---------- Input for this task ----------

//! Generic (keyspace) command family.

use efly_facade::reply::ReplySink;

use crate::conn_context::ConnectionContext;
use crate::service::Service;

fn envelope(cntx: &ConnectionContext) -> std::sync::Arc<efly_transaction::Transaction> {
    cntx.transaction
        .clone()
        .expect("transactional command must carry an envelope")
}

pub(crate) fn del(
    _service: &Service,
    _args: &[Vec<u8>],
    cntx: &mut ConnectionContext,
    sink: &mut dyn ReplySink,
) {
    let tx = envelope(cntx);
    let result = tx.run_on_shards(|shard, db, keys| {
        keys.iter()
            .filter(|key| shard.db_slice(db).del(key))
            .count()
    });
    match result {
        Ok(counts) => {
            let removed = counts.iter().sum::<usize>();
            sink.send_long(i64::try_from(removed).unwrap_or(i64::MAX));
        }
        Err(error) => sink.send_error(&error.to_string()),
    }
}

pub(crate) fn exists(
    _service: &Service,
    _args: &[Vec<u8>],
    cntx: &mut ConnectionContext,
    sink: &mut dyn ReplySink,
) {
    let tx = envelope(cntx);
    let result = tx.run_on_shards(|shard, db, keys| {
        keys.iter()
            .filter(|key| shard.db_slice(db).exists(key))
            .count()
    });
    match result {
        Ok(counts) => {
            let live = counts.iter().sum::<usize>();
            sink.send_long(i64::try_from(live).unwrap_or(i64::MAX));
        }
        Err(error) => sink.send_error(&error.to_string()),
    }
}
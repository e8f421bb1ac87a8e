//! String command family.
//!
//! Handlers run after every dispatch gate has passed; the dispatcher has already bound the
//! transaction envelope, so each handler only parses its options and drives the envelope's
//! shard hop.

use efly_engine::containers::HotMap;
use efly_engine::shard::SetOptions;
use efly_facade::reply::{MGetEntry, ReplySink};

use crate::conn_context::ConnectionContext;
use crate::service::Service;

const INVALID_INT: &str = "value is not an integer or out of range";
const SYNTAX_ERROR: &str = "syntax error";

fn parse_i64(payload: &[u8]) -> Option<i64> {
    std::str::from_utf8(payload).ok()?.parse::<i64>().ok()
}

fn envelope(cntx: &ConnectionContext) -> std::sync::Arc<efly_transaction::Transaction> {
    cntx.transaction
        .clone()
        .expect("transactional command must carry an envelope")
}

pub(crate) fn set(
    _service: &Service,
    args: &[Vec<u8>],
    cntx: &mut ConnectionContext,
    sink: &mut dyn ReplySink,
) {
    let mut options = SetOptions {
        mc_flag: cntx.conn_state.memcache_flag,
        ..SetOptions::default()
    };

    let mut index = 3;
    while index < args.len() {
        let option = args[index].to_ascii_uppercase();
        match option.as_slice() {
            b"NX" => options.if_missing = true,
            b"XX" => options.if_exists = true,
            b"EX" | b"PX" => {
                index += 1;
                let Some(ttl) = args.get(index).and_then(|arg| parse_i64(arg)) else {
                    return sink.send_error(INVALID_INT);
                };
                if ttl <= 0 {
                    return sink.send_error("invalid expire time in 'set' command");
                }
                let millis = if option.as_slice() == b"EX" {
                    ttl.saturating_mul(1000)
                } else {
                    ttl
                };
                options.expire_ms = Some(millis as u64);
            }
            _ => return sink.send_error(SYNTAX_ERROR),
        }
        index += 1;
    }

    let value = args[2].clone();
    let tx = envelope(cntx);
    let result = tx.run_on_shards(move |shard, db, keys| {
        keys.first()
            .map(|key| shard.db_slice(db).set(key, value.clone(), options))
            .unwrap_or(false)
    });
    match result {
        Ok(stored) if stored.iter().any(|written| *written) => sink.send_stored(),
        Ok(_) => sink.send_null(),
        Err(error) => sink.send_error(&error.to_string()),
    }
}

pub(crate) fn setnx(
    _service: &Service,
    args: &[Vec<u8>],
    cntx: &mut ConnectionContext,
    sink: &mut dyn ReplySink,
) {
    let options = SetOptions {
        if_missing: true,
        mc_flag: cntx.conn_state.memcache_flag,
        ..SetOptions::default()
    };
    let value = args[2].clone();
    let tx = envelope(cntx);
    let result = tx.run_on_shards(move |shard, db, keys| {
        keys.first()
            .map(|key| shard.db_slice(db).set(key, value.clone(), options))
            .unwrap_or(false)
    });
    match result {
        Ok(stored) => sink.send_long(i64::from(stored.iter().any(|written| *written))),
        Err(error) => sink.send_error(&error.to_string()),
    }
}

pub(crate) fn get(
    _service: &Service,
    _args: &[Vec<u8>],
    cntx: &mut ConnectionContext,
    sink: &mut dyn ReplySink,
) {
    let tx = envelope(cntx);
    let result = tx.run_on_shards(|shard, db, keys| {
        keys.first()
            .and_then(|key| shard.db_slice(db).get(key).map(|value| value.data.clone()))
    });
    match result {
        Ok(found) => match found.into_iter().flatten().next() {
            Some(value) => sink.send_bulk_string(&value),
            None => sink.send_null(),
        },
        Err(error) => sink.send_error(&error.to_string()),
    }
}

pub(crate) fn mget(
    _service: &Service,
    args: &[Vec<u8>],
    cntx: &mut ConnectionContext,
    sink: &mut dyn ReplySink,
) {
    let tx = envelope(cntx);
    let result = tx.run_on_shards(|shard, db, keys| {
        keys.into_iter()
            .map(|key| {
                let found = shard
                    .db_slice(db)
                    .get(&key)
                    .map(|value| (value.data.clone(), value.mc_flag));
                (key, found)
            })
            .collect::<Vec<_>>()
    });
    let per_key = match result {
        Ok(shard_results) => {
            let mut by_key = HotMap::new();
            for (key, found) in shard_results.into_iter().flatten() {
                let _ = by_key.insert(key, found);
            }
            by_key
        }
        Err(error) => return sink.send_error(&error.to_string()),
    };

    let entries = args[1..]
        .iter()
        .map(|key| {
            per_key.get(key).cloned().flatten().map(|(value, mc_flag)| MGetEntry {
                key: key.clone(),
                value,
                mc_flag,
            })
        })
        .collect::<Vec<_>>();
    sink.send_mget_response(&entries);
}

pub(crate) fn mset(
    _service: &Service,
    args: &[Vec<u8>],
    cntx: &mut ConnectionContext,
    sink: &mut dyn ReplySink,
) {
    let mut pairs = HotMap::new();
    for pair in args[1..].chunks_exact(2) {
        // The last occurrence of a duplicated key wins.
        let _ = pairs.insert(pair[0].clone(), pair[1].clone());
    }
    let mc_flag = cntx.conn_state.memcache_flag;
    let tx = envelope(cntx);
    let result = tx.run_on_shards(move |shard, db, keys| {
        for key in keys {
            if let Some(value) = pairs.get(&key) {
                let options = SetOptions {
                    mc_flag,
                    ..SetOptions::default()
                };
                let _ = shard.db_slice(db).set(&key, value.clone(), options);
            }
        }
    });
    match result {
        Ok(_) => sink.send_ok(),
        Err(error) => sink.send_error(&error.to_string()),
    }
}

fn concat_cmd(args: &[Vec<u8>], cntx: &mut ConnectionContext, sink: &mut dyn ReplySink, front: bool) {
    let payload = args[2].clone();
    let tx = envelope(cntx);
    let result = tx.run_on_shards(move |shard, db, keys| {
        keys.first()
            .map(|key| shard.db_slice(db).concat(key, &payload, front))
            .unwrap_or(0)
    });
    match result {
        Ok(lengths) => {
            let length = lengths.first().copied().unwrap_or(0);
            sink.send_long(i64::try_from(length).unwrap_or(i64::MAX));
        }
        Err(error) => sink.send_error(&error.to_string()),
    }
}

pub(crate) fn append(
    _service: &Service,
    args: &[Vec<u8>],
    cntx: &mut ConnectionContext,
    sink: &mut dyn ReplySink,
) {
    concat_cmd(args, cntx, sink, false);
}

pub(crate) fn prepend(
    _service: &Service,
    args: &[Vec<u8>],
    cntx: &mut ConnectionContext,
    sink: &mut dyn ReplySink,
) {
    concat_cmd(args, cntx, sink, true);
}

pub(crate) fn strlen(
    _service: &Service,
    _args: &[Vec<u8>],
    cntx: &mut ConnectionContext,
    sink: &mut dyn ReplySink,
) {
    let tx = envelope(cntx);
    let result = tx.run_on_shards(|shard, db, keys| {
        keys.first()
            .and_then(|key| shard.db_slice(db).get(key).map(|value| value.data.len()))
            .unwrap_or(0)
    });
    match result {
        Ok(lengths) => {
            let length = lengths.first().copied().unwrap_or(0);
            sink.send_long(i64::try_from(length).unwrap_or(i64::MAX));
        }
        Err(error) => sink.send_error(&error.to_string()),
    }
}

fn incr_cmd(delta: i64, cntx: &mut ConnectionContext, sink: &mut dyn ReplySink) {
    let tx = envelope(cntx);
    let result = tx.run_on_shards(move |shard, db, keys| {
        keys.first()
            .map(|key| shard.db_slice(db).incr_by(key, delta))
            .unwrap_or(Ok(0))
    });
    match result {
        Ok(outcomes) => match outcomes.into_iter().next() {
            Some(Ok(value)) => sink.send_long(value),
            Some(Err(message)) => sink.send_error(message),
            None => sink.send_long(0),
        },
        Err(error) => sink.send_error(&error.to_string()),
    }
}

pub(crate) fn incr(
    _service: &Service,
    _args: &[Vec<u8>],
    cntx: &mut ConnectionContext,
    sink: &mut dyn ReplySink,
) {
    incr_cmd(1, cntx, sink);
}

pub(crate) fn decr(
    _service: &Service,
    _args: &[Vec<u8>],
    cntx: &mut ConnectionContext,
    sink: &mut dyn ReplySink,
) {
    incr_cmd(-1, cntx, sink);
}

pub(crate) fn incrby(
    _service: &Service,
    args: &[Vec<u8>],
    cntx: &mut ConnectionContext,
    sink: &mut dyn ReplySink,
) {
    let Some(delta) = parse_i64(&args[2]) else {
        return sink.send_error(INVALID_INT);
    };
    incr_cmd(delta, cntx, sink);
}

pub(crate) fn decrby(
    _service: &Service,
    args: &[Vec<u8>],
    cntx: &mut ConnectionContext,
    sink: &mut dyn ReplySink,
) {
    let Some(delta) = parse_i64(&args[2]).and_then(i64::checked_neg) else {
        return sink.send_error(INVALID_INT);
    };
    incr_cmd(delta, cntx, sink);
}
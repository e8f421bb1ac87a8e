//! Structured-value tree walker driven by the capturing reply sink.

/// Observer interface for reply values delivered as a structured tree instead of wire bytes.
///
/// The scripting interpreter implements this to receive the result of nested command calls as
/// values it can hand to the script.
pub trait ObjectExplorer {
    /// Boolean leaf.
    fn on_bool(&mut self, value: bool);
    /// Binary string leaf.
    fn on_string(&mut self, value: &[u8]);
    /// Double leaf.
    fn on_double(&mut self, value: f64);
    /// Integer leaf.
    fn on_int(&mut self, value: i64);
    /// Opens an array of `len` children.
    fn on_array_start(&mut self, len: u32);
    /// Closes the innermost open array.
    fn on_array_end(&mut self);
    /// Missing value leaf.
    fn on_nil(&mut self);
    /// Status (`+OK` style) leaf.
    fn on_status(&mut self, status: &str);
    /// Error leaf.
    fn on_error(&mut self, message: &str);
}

----------

Directions
Where the string "stored" appears in a line of the entries above, return that line.

Answer
        Ok(stored) if stored.iter().any(|written| *written) => sink.send_stored(),
        Ok(stored) => sink.send_long(i64::from(stored.iter().any(|written| *written))),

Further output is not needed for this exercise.